• _ASSIGNMENT_
Your task is to output every record exactly as it is given.

• _DATASET CONTENT_
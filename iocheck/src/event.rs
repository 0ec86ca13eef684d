//! Event protocol and the single writer that owns stdout.
//!
//! Every parent-visible outcome is exactly one line:
//!
//! ```text
//! <name> <path> <errno> <data>
//! ```
//!
//! Lines are queued in a bounded FIFO and written by one task. A parent that
//! stops reading fills the queue, and `send` terminates the process once the
//! queue has been full for the configured timeout.

use std::fmt;
use std::io;
use std::time::Duration;

use anyhow::{Context, Result, anyhow, bail};
use log::{debug, error};
use tokio::io::{AsyncWrite, AsyncWriteExt};
use tokio::sync::mpsc::{self, error::SendTimeoutError};
use tokio::sync::oneshot;

/// Event queue capacity
pub const DEFAULT_QUEUE_SIZE: usize = 128;

/// How long `send` waits for room in a full queue
pub const DEFAULT_SEND_TIMEOUT: Duration = Duration::from_secs(2);

/// POSIX error number carried in the third field of an event.
#[derive(Debug, Clone, Copy, PartialEq, Eq, Hash)]
pub struct Errno(pub i32);

impl Errno {
    pub const SUCCESS: Errno = Errno(0);
    pub const ENOENT: Errno = Errno(libc::ENOENT);
    pub const EIO: Errno = Errno(libc::EIO);
    pub const EEXIST: Errno = Errno(libc::EEXIST);
    pub const EINVAL: Errno = Errno(libc::EINVAL);
    pub const EINPROGRESS: Errno = Errno(libc::EINPROGRESS);

    /// Extract the OS error number, falling back to EIO when the error
    /// does not carry one.
    pub fn from_io_error(err: &io::Error) -> Self {
        match err.raw_os_error() {
            Some(code) if code > 0 => Errno(code),
            _ => Errno::EIO,
        }
    }

    /// OS description of the error, e.g. "No such file or directory".
    pub fn description(self) -> String {
        let text = io::Error::from_raw_os_error(self.0).to_string();
        match text.find(" (os error") {
            Some(idx) => text[..idx].to_string(),
            None => text,
        }
    }
}

impl fmt::Display for Errno {
    fn fmt(&self, f: &mut fmt::Formatter<'_>) -> fmt::Result {
        write!(f, "{}", self.0)
    }
}

#[derive(Debug, Clone, PartialEq, Eq)]
pub struct Event {
    pub name: String,
    pub path: String,
    pub errno: Errno,
    pub data: String,
}

impl Event {
    pub fn new(
        name: impl Into<String>,
        path: impl Into<String>,
        errno: Errno,
        data: impl Into<String>,
    ) -> Self {
        Self {
            name: name.into(),
            path: path.into(),
            errno,
            data: data.into(),
        }
    }

    pub fn success(name: impl Into<String>, path: impl Into<String>, data: impl Into<String>) -> Self {
        Self::new(name, path, Errno::SUCCESS, data)
    }
}

impl fmt::Display for Event {
    fn fmt(&self, f: &mut fmt::Formatter<'_>) -> fmt::Result {
        // One event, one line
        let data = self.data.replace(['\n', '\r'], " ");
        write!(f, "{} {} {} {}", self.name, self.path, self.errno, data)
    }
}

enum Message {
    Line(String),
    Flush(oneshot::Sender<()>),
}

/// Cloneable handle to the event queue.
#[derive(Clone)]
pub struct EventSink {
    tx: mpsc::Sender<Message>,
    send_timeout: Duration,
}

impl EventSink {
    /// Start the writer task and return a handle to its queue.
    ///
    /// A write error terminates the process; events have no value once the
    /// parent can no longer read them.
    pub fn spawn<W>(writer: W, queue_size: usize, send_timeout: Duration) -> Self
    where
        W: AsyncWrite + Unpin + Send + 'static,
    {
        let (tx, rx) = mpsc::channel(queue_size.max(1));

        tokio::spawn(async move {
            if let Err(e) = write_events(writer, rx).await {
                error!("{:#}, terminating", e);
                std::process::exit(1);
            }
        });

        Self { tx, send_timeout }
    }

    /// Queue an event, terminating the process if the queue stays full.
    pub async fn send(&self, event: Event) {
        if let Err(e) = self.submit(event).await {
            error!("{:#}, terminating", e);
            std::process::exit(1);
        }
    }

    /// Queue an event, returning an error instead of terminating.
    pub async fn submit(&self, event: Event) -> Result<()> {
        let line = event.to_string();
        debug!("sending event {:?}", line);

        match self
            .tx
            .send_timeout(Message::Line(line), self.send_timeout)
            .await
        {
            Ok(()) => Ok(()),
            Err(SendTimeoutError::Timeout(_)) => bail!("timeout sending event"),
            Err(SendTimeoutError::Closed(_)) => bail!("event writer is gone"),
        }
    }

    /// Wait until every event queued before this call has been written.
    pub async fn flush(&self) -> Result<()> {
        let (done_tx, done_rx) = oneshot::channel();
        self.tx
            .send_timeout(Message::Flush(done_tx), self.send_timeout)
            .await
            .map_err(|_| anyhow!("timeout flushing events"))?;
        done_rx.await.context("event writer is gone")
    }
}

async fn write_events<W>(mut writer: W, mut rx: mpsc::Receiver<Message>) -> Result<()>
where
    W: AsyncWrite + Unpin,
{
    while let Some(message) = rx.recv().await {
        match message {
            Message::Line(line) => {
                debug!("writing event {:?}", line);
                let mut buf = line.into_bytes();
                buf.push(b'\n');
                // May block without limit if the parent is not reading;
                // `send` bounds that with its timeout.
                writer
                    .write_all(&buf)
                    .await
                    .context("cannot write to stdout")?;
                writer.flush().await.context("cannot flush stdout")?;
            }
            Message::Flush(done) => {
                let _ = done.send(());
            }
        }
    }
    Ok(())
}

#[cfg(test)]
mod tests {
    use super::*;
    use tokio::io::{AsyncBufReadExt, BufReader};

    #[test]
    fn test_event_display() {
        let event = Event::new("start", "/dev/null", Errno::EEXIST, "already monitoring path");
        assert_eq!(
            event.to_string(),
            format!("start /dev/null {} already monitoring path", libc::EEXIST)
        );
    }

    #[test]
    fn test_event_display_strips_newlines() {
        let event = Event::success("check", "/p", "line one\nline two");
        assert_eq!(event.to_string(), "check /p 0 line one line two");
    }

    #[test]
    fn test_errno_from_io_error() {
        let err = io::Error::from_raw_os_error(libc::ENOENT);
        assert_eq!(Errno::from_io_error(&err), Errno::ENOENT);

        // No OS error number to recover
        let err = io::Error::new(io::ErrorKind::Other, "short read");
        assert_eq!(Errno::from_io_error(&err), Errno::EIO);
    }

    #[test]
    fn test_errno_description() {
        let text = Errno::ENOENT.description();
        assert!(!text.is_empty());
        assert!(!text.contains("os error"));
        assert!(!text.contains('\n'));
    }

    #[tokio::test]
    async fn test_sink_preserves_order() {
        let (writer, reader) = tokio::io::duplex(4096);
        let sink = EventSink::spawn(writer, DEFAULT_QUEUE_SIZE, DEFAULT_SEND_TIMEOUT);

        for i in 0..10 {
            sink.send(Event::success("check", format!("/p{}", i), "0.000100"))
                .await;
        }
        sink.flush().await.unwrap();

        let mut lines = BufReader::new(reader).lines();
        for i in 0..10 {
            let line = lines.next_line().await.unwrap().unwrap();
            assert_eq!(line, format!("check /p{} 0 0.000100", i));
        }
    }

    #[tokio::test]
    async fn test_submit_times_out_when_reader_stalls() {
        // Nobody reads the pipe: the writer blocks, then the queue fills.
        let (writer, _reader) = tokio::io::duplex(8);
        let sink = EventSink::spawn(writer, 1, Duration::from_millis(50));

        let mut timed_out = false;
        for _ in 0..10 {
            if sink
                .submit(Event::success("check", "/stalled", "0.000100"))
                .await
                .is_err()
            {
                timed_out = true;
                break;
            }
        }
        assert!(timed_out);
    }
}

• _WRITTEN SOLUTION_
filename iocheck/src/event.rs
repository 0ec86ca13eef684d
//! Event protocol and the single writer that owns stdout.
//!
//! Every parent-visible outcome is exactly one line:
//!
//! ```text
//! <name> <path> <errno> <data>
//! ```
//!
//! Lines are queued in a bounded FIFO and written by one task. A parent that
//! stops reading fills the queue, and `send` terminates the process once the
//! queue has been full for the configured timeout.

use std::fmt;
use std::io;
use std::time::Duration;

use anyhow::{Context, Result, anyhow, bail};
use log::{debug, error};
use tokio::io::{AsyncWrite, AsyncWriteExt};
use tokio::sync::mpsc::{self, error::SendTimeoutError};
use tokio::sync::oneshot;

/// Event queue capacity
pub const DEFAULT_QUEUE_SIZE: usize = 128;

/// How long `send` waits for room in a full queue
pub const DEFAULT_SEND_TIMEOUT: Duration = Duration::from_secs(2);

/// POSIX error number carried in the third field of an event.
#[derive(Debug, Clone, Copy, PartialEq, Eq, Hash)]
pub struct Errno(pub i32);

impl Errno {
    pub const SUCCESS: Errno = Errno(0);
    pub const ENOENT: Errno = Errno(libc::ENOENT);
    pub const EIO: Errno = Errno(libc::EIO);
    pub const EEXIST: Errno = Errno(libc::EEXIST);
    pub const EINVAL: Errno = Errno(libc::EINVAL);
    pub const EINPROGRESS: Errno = Errno(libc::EINPROGRESS);

    /// Extract the OS error number, falling back to EIO when the error
    /// does not carry one.
    pub fn from_io_error(err: &io::Error) -> Self {
        match err.raw_os_error() {
            Some(code) if code > 0 => Errno(code),
            _ => Errno::EIO,
        }
    }

    /// OS description of the error, e.g. "No such file or directory".
    pub fn description(self) -> String {
        let text = io::Error::from_raw_os_error(self.0).to_string();
        match text.find(" (os error") {
            Some(idx) => text[..idx].to_string(),
            None => text,
        }
    }
}

impl fmt::Display for Errno {
    fn fmt(&self, f: &mut fmt::Formatter<'_>) -> fmt::Result {
        write!(f, "{}", self.0)
    }
}

#[derive(Debug, Clone, PartialEq, Eq)]
pub struct Event {
    pub name: String,
    pub path: String,
    pub errno: Errno,
    pub data: String,
}

impl Event {
    pub fn new(
        name: impl Into<String>,
        path: impl Into<String>,
        errno: Errno,
        data: impl Into<String>,
    ) -> Self {
        Self {
            name: name.into(),
            path: path.into(),
            errno,
            data: data.into(),
        }
    }

    pub fn success(name: impl Into<String>, path: impl Into<String>, data: impl Into<String>) -> Self {
        Self::new(name, path, Errno::SUCCESS, data)
    }
}

impl fmt::Display for Event {
    fn fmt(&self, f: &mut fmt::Formatter<'_>) -> fmt::Result {
        // One event, one line
        let data = self.data.replace(['\n', '\r'], " ");
        write!(f, "{} {} {} {}", self.name, self.path, self.errno, data)
    }
}

enum Message {
    Line(String),
    Flush(oneshot::Sender<()>),
}

/// Cloneable handle to the event queue.
#[derive(Clone)]
pub struct EventSink {
    tx: mpsc::Sender<Message>,
    send_timeout: Duration,
}

impl EventSink {
    /// Start the writer task and return a handle to its queue.
    ///
    /// A write error terminates the process; events have no value once the
    /// parent can no longer read them.
    pub fn spawn<W>(writer: W, queue_size: usize, send_timeout: Duration) -> Self
    where
        W: AsyncWrite + Unpin + Send + 'static,
    {
        let (tx, rx) = mpsc::channel(queue_size.max(1));

        tokio::spawn(async move {
            if let Err(e) = write_events(writer, rx).await {
                error!("{:#}, terminating", e);
                std::process::exit(1);
            }
        });

        Self { tx, send_timeout }
    }

    /// Queue an event, terminating the process if the queue stays full.
    pub async fn send(&self, event: Event) {
        if let Err(e) = self.submit(event).await {
            error!("{:#}, terminating", e);
            std::process::exit(1);
        }
    }

    /// Queue an event, returning an error instead of terminating.
    pub async fn submit(&self, event: Event) -> Result<()> {
        let line = event.to_string();
        debug!("sending event {:?}", line);

        match self
            .tx
            .send_timeout(Message::Line(line), self.send_timeout)
            .await
        {
            Ok(()) => Ok(()),
            Err(SendTimeoutError::Timeout(_)) => bail!("timeout sending event"),
            Err(SendTimeoutError::Closed(_)) => bail!("event writer is gone"),
        }
    }

    /// Wait until every event queued before this call has been written.
    pub async fn flush(&self) -> Result<()> {
        let (done_tx, done_rx) = oneshot::channel();
        self.tx
            .send_timeout(Message::Flush(done_tx), self.send_timeout)
            .await
            .map_err(|_| anyhow!("timeout flushing events"))?;
        done_rx.await.context("event writer is gone")
    }
}

async fn write_events<W>(mut writer: W, mut rx: mpsc::Receiver<Message>) -> Result<()>
where
    W: AsyncWrite + Unpin,
{
    while let Some(message) = rx.recv().await {
        match message {
            Message::Line(line) => {
                debug!("writing event {:?}", line);
                let mut buf = line.into_bytes();
                buf.push(b'\n');
                // May block without limit if the parent is not reading;
                // `send` bounds that with its timeout.
                writer
                    .write_all(&buf)
                    .await
                    .context("cannot write to stdout")?;
                writer.flush().await.context("cannot flush stdout")?;
            }
            Message::Flush(done) => {
                let _ = done.send(());
            }
        }
    }
    Ok(())
}

#[cfg(test)]
mod tests {
    use super::*;
    use tokio::io::{AsyncBufReadExt, BufReader};

    #[test]
    fn test_event_display() {
        let event = Event::new("start", "/dev/null", Errno::EEXIST, "already monitoring path");
        assert_eq!(
            event.to_string(),
            format!("start /dev/null {} already monitoring path", libc::EEXIST)
        );
    }

    #[test]
    fn test_event_display_strips_newlines() {
        let event = Event::success("check", "/p", "line one\nline two");
        assert_eq!(event.to_string(), "check /p 0 line one line two");
    }

    #[test]
    fn test_errno_from_io_error() {
        let err = io::Error::from_raw_os_error(libc::ENOENT);
        assert_eq!(Errno::from_io_error(&err), Errno::ENOENT);

        // No OS error number to recover
        let err = io::Error::new(io::ErrorKind::Other, "short read");
        assert_eq!(Errno::from_io_error(&err), Errno::EIO);
    }

    #[test]
    fn test_errno_description() {
        let text = Errno::ENOENT.description();
        assert!(!text.is_empty());
        assert!(!text.contains("os error"));
        assert!(!text.contains('\n'));
    }

    #[tokio::test]
    async fn test_sink_preserves_order() {
        let (writer, reader) = tokio::io::duplex(4096);
        let sink = EventSink::spawn(writer, DEFAULT_QUEUE_SIZE, DEFAULT_SEND_TIMEOUT);

        for i in 0..10 {
            sink.send(Event::success("check", format!("/p{}", i), "0.000100"))
                .await;
        }
        sink.flush().await.unwrap();

        let mut lines = BufReader::new(reader).lines();
        for i in 0..10 {
            let line = lines.next_line().await.unwrap().unwrap();
            assert_eq!(line, format!("check /p{} 0 0.000100", i));
        }
    }

    #[tokio::test]
    async fn test_submit_times_out_when_reader_stalls() {
        // Nobody reads the pipe: the writer blocks, then the queue fills.
        let (writer, _reader) = tokio::io::duplex(8);
        let sink = EventSink::spawn(writer, 1, Duration::from_millis(50));

        let mut timed_out = false;
        for _ in 0..10 {
            if sink
                .submit(Event::success("check", "/stalled", "0.000100"))
                .await
                .is_err()
            {
                timed_out = true;
                break;
            }
        }
        assert!(timed_out);
    }
}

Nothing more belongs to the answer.